PPPK Paruh Waktu Dapat Gaji dan Tunjangan Hari Raya Setara ASN? Ini Penjelasan Terbaru
PPPK Paruh Waktu kini menjadi topik hangat, terutama terkait dengan gaji dan tunjangan yang akan diterimanya.
Banyak tenaga honorer yang diperkirakan akan menjadi PPPK Paruh Waktu berharap mendapatkan fasilitas yang setara dengan Aparatur Sipil Negara (ASN), mengingat status kepegawaian yang dianggap setara menurut Undang-Undang.
Menurut kabar yang beredar, PPPK Paruh Waktu akan mendapatkan Surat Keputusan (SK) Pengangkatan resmi beserta Nomor Induk Pegawai (NIP).

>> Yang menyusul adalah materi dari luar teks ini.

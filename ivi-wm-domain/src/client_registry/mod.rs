//! Connected clients, their role → surface bindings and per-layer occupancy.
//!
//! Everything here is mutated only while the [`crate::transition::WindowManagerCore`]
//! lock is held, so the registry itself carries no locking.

pub mod id_allocator;

use std::collections::{BTreeMap, HashMap};

use serde::Serialize;
use tracing::debug;

use crate::types::{LayerId, SurfaceId};
pub use id_allocator::IdAllocator;

/// Occupants of one layer.
///
/// `main` and `sub` are never the same surface.
#[derive(Debug, Clone, Copy, Default, PartialEq, Eq, Serialize)]
pub struct LayoutState {
    pub main: Option<SurfaceId>,
    pub sub: Option<SurfaceId>,
}

impl LayoutState {
    pub fn contains(&self, surface: SurfaceId) -> bool {
        self.main == Some(surface) || self.sub == Some(surface)
    }

    pub fn is_empty(&self) -> bool {
        self.main.is_none() && self.sub.is_none()
    }

    pub fn is_split(&self) -> bool {
        self.main.is_some() && self.sub.is_some()
    }

    /// Clears whichever slot holds `surface`. Returns whether anything changed.
    pub fn vacate(&mut self, surface: SurfaceId) -> bool {
        let mut changed = false;
        if self.main == Some(surface) {
            self.main = None;
            changed = true;
        }
        if self.sub == Some(surface) {
            self.sub = None;
            changed = true;
        }
        changed
    }

    pub fn is_consistent(&self) -> bool {
        match (self.main, self.sub) {
            (Some(m), Some(s)) => m != s,
            _ => true,
        }
    }
}

#[derive(Debug, Clone, Copy, PartialEq, Eq)]
pub struct SurfaceBinding {
    pub surface: SurfaceId,
    pub layer: LayerId,
}

/// One connected application.
#[derive(Debug, Clone, PartialEq, Eq)]
pub struct WmClient {
    app_id: String,
    bindings: BTreeMap<String, SurfaceBinding>,
}

impl WmClient {
    fn new(app_id: &str) -> Self {
        Self {
            app_id: app_id.to_string(),
            bindings: BTreeMap::new(),
        }
    }

    pub fn app_id(&self) -> &str {
        &self.app_id
    }

    pub fn surface_for(&self, role: &str) -> Option<SurfaceId> {
        self.bindings.get(role).map(|b| b.surface)
    }

    pub fn role_for(&self, surface: SurfaceId) -> Option<&str> {
        self.bindings
            .iter()
            .find(|(_, b)| b.surface == surface)
            .map(|(role, _)| role.as_str())
    }

    pub fn bindings(&self) -> impl Iterator<Item = (&str, SurfaceBinding)> {
        self.bindings.iter().map(|(role, b)| (role.as_str(), *b))
    }
}

#[derive(Debug, Default)]
pub struct ClientRegistry {
    clients: HashMap<String, WmClient>,
    owners: HashMap<SurfaceId, String>,
    layouts: BTreeMap<LayerId, LayoutState>,
}

impl ClientRegistry {
    pub fn new() -> Self {
        Self::default()
    }

    /// Creates an empty [`LayoutState`] for each layer.
    pub fn init_layers(&mut self, layers: impl IntoIterator<Item = LayerId>) {
        for layer in layers {
            self.layouts.entry(layer).or_default();
        }
    }

    /// Adds a client, or a binding to an existing client. Re-adding the same
    /// (app, role) replaces its binding.
    pub fn add_client(&mut self, app_id: &str, layer: LayerId, surface: SurfaceId, role: &str) {
        let client = self.clients.entry(app_id.to_string()).or_insert_with(|| WmClient::new(app_id));
        if let Some(old) = client.bindings.insert(role.to_string(), SurfaceBinding { surface, layer }) {
            if old.surface != surface {
                self.owners.remove(&old.surface);
            }
        }
        self.owners.insert(surface, app_id.to_string());
        debug!(app_id, role, surface, layer, "Client binding added");
    }

    pub fn contains(&self, app_id: &str) -> bool {
        self.clients.contains_key(app_id)
    }

    pub fn client(&self, app_id: &str) -> Option<&WmClient> {
        self.clients.get(app_id)
    }

    pub fn lookup_surface(&self, app_id: &str, role: &str) -> Option<SurfaceId> {
        self.clients.get(app_id)?.surface_for(role)
    }

    pub fn lookup_role(&self, app_id: &str, surface: SurfaceId) -> Option<&str> {
        self.clients.get(app_id)?.role_for(surface)
    }

    /// App id owning `surface`.
    pub fn owner_of(&self, surface: SurfaceId) -> Option<&str> {
        self.owners.get(&surface).map(String::as_str)
    }

    /// Owner and role of `surface`.
    pub fn binding_of(&self, surface: SurfaceId) -> Option<(&str, &str)> {
        let app_id = self.owner_of(surface)?;
        let role = self.clients.get(app_id)?.role_for(surface)?;
        Some((app_id, role))
    }

    pub fn layer_of(&self, surface: SurfaceId) -> Option<LayerId> {
        let app_id = self.owners.get(&surface)?;
        self.clients
            .get(app_id)?
            .bindings
            .values()
            .find(|b| b.surface == surface)
            .map(|b| b.layer)
    }

    /// Removes the client and returns it so the caller can scrub its surfaces.
    pub fn remove_client(&mut self, app_id: &str) -> Option<WmClient> {
        let client = self.clients.remove(app_id)?;
        for binding in client.bindings.values() {
            self.owners.remove(&binding.surface);
            self.scrub_surface(binding.surface);
        }
        debug!(app_id, "Client removed");
        Some(client)
    }

    /// Drops the single binding for `surface`; a client left without
    /// bindings stays registered. Returns `(app_id, role)` of the binding.
    pub fn remove_surface(&mut self, surface: SurfaceId) -> Option<(String, String)> {
        let app_id = self.owners.remove(&surface)?;
        let client = self.clients.get_mut(&app_id)?;
        let role = client.role_for(surface)?.to_string();
        client.bindings.remove(&role);
        self.scrub_surface(surface);
        debug!(app_id = %app_id, role = %role, surface, "Surface binding removed");
        Some((app_id, role))
    }

    /// Clears every `main`/`sub` slot that still refers to `surface`.
    pub fn scrub_surface(&mut self, surface: SurfaceId) {
        for (layer, state) in self.layouts.iter_mut() {
            if state.vacate(surface) {
                debug!(layer, surface, "Stale surface removed from layout");
            }
        }
    }

    pub fn layout(&self, layer: LayerId) -> LayoutState {
        self.layouts.get(&layer).copied().unwrap_or_default()
    }

    pub(crate) fn set_layout(&mut self, layer: LayerId, state: LayoutState) {
        self.layouts.insert(layer, state);
    }

    pub fn layouts(&self) -> impl Iterator<Item = (LayerId, LayoutState)> + '_ {
        self.layouts.iter().map(|(id, s)| (*id, *s))
    }

    /// Layer on which `surface` is currently main or sub.
    pub fn occupied_layer(&self, surface: SurfaceId) -> Option<LayerId> {
        self.layouts.iter().find(|(_, s)| s.contains(surface)).map(|(id, _)| *id)
    }

    /// Occupancy invariants: no layer has main == sub and no surface occupies
    /// two layers.
    pub fn layouts_consistent(&self) -> bool {
        let mut seen = HashMap::new();
        for (layer, state) in &self.layouts {
            if !state.is_consistent() {
                return false;
            }
            for surface in [state.main, state.sub].into_iter().flatten() {
                if seen.insert(surface, *layer).is_some() {
                    return false;
                }
            }
        }
        true
    }
}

Hal ini menimbulkan pertanyaan apakah gaji dan tunjangan yang diterima PPPK Paruh Waktu memang akan setara dengan ASN, termasuk Tunjangan Hari Raya (THR) yang kabarnya akan cair pada Maret 2025?
Informasi ini pertama kali tersebar melalui Forum Honorer Jawa Timur di berbagai media sosial.
Dikatakan bahwa PPPK Paruh Waktu dan PPPK hanya berbeda pada status penamaan, sementara fasilitas seperti gaji, tunjangan, dan THR akan setara dengan PPPK penuh waktu.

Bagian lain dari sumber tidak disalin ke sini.